Source data

--- --- ---

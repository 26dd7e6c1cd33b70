use std::backtrace::Backtrace;

use tracing_subscriber::{EnvFilter, fmt};

use crate::config::LoggingConfig;

/// Installs the global subscriber. `RUST_LOG` wins over `logging.rust_log`.
///
/// Returns `false` and leaves the existing subscriber alone when one is
/// already installed.
pub fn init_tracing(cfg: &LoggingConfig) -> bool {
    let filter =
        EnvFilter::try_from_default_env().unwrap_or_else(|_| EnvFilter::new(&cfg.rust_log));
    if fmt()
        .with_env_filter(filter)
        .with_target(false)
        .try_init()
        .is_err()
    {
        return false;
    }
    set_panic_hook();
    true
}

fn set_panic_hook() {
    std::panic::set_hook(Box::new(|info| {
        let message = if let Some(message) = info.payload().downcast_ref::<&str>() {
            *message
        } else if let Some(message) = info.payload().downcast_ref::<String>() {
            message.as_str()
        } else {
            "unknown panic"
        };

        let backtrace = Backtrace::capture();

        match info.location() {
            Some(location) => tracing::error!(
                panic = %message,
                location = %location,
                backtrace = %backtrace,
                "panic"
            ),
            None => tracing::error!(panic = %message, backtrace = %backtrace, "panic"),
        }
    }));
}
pub mod config;
pub mod db;
pub mod error;
pub mod logging;
pub mod mappers;
pub mod middleware;
pub mod models;
pub mod response;
pub mod routes;
pub mod services;
pub mod state;
pub mod test_helpers;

--- --- ---

• What you will do:
Whatever lies between the line containing "pub mod response;" and the final line above, both included, must be returned exactly.

• The answer:
pub mod response;
pub mod routes;
pub mod services;
pub mod state;
pub mod test_helpers;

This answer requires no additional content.